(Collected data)
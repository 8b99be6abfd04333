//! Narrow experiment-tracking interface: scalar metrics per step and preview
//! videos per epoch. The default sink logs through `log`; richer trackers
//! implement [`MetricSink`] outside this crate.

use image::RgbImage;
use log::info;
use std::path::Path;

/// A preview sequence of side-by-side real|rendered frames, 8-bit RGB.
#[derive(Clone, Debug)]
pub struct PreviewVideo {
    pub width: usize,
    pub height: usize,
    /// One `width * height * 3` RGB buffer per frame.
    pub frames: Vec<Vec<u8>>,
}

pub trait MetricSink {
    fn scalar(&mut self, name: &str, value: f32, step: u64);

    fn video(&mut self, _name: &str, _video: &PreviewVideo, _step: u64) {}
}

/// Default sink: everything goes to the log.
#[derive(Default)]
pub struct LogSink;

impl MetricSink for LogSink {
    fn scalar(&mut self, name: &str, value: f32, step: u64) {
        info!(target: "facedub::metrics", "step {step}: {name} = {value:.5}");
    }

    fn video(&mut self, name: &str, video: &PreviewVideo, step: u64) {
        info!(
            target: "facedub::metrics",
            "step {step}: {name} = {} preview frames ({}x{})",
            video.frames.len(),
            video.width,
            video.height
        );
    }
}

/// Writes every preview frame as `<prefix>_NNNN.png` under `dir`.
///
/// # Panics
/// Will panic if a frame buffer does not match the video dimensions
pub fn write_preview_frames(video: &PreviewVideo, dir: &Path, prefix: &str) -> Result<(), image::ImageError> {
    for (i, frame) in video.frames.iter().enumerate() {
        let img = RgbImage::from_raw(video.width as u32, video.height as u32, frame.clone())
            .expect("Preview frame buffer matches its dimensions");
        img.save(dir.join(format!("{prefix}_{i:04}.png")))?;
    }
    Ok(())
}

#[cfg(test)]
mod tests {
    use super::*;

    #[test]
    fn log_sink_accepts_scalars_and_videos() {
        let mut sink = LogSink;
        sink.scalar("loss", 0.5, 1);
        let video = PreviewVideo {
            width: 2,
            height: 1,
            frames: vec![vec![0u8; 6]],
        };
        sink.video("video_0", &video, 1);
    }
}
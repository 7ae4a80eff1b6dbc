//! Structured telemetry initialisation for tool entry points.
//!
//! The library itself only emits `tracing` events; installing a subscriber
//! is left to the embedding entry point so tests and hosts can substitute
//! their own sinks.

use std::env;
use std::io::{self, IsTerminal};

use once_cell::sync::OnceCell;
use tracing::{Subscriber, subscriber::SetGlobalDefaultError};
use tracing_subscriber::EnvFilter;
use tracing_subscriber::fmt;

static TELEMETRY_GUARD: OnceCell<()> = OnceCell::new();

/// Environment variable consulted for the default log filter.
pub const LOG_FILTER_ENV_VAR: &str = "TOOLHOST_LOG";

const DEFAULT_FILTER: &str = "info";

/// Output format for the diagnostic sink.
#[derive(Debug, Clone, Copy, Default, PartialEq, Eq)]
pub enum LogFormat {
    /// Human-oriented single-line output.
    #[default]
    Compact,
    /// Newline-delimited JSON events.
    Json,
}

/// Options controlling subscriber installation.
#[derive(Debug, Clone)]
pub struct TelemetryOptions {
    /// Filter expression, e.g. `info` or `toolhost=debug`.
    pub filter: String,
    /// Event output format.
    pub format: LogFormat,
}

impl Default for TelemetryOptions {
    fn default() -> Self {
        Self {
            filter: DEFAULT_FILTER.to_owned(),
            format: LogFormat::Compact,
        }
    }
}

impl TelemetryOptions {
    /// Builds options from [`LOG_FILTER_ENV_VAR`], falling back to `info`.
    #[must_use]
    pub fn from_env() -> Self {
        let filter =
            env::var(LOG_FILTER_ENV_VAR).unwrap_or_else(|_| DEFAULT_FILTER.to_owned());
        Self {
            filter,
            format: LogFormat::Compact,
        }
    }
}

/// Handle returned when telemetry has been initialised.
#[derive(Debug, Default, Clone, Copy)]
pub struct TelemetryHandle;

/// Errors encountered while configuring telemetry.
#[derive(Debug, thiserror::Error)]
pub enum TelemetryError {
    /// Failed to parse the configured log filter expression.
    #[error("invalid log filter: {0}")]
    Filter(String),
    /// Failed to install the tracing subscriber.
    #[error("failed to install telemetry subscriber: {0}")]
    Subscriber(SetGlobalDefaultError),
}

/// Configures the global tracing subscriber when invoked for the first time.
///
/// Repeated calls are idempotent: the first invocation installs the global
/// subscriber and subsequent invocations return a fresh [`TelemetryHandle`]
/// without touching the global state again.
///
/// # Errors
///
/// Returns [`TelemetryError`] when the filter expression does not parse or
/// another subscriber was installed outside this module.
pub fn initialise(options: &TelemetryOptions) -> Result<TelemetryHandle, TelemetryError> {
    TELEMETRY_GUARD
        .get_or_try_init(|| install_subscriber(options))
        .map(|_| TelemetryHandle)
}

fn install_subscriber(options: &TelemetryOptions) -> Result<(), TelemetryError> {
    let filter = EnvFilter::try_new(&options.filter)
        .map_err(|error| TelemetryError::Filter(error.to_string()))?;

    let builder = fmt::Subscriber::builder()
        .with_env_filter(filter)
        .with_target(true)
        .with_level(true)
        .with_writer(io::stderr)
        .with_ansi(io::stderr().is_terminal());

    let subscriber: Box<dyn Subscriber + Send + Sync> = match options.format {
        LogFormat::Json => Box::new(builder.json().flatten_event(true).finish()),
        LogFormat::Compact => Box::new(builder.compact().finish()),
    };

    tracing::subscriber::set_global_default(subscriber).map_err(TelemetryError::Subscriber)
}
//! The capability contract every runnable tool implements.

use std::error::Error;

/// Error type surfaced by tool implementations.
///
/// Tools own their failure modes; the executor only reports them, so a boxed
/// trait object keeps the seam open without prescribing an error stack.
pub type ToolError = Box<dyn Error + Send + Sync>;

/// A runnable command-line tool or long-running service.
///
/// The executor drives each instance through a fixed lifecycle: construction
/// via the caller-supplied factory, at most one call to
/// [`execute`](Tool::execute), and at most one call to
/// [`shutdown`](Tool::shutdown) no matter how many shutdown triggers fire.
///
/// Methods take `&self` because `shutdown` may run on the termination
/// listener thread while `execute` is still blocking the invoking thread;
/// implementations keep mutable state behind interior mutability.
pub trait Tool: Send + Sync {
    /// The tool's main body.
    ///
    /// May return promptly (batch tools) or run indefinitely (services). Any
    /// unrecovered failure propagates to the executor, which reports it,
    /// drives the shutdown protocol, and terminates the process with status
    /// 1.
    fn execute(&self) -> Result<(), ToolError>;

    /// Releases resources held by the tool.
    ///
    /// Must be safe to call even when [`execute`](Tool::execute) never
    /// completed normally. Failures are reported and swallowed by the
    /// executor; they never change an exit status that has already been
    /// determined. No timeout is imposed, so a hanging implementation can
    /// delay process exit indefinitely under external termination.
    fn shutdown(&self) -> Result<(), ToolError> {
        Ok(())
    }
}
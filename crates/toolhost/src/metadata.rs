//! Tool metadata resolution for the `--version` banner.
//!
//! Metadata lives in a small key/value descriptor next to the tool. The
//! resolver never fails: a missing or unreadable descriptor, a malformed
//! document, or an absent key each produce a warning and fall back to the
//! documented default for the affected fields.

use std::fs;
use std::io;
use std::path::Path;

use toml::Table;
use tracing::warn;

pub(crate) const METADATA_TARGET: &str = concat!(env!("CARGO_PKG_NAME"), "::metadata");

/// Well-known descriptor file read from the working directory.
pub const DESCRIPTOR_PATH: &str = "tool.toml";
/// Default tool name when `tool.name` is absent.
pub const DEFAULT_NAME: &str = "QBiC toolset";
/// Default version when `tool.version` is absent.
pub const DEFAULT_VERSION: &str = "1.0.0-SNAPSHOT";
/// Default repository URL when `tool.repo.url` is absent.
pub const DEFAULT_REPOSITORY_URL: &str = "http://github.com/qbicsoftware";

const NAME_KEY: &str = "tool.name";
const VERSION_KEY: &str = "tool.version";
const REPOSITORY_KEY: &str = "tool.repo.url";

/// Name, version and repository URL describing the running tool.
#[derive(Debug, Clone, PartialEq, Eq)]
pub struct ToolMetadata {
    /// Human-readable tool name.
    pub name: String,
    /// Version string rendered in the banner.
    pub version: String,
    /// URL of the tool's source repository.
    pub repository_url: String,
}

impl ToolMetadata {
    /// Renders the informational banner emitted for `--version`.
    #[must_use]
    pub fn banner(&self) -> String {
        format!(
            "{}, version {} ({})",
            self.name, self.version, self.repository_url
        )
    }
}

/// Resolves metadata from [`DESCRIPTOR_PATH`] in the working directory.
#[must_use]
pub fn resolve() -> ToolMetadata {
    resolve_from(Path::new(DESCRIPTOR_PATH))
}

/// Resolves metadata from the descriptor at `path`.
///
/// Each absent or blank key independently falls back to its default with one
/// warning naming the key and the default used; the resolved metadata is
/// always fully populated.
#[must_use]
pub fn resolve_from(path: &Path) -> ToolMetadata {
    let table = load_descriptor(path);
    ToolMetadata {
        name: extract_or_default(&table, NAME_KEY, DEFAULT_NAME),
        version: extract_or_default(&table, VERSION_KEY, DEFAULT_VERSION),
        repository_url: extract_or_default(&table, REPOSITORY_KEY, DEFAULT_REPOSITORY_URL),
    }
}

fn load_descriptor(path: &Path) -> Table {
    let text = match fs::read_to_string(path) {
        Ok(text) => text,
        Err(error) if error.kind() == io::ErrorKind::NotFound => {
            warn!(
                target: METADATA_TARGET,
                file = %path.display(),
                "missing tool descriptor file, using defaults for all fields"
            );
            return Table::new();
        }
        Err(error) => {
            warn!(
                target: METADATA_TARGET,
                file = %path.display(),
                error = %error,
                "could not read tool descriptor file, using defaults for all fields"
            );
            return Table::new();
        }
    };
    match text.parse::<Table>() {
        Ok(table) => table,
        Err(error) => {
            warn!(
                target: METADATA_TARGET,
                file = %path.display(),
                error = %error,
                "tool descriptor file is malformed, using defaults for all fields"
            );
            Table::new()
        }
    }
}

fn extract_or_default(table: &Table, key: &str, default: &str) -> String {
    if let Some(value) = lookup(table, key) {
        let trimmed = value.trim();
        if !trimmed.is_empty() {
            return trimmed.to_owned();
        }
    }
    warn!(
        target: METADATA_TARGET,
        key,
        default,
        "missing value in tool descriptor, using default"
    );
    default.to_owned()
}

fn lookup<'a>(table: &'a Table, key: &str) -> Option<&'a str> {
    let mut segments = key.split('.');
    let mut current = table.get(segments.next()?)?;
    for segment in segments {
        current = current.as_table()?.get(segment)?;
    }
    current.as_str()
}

### DESCRIPTION OF THE TASK:
Whenever a line above has the word "been" in it, copy that line.

### SOLUTION TO THIS PROBLEM:
/// Handle returned when telemetry has been initialised.
    /// executor; they never change an exit status that has already been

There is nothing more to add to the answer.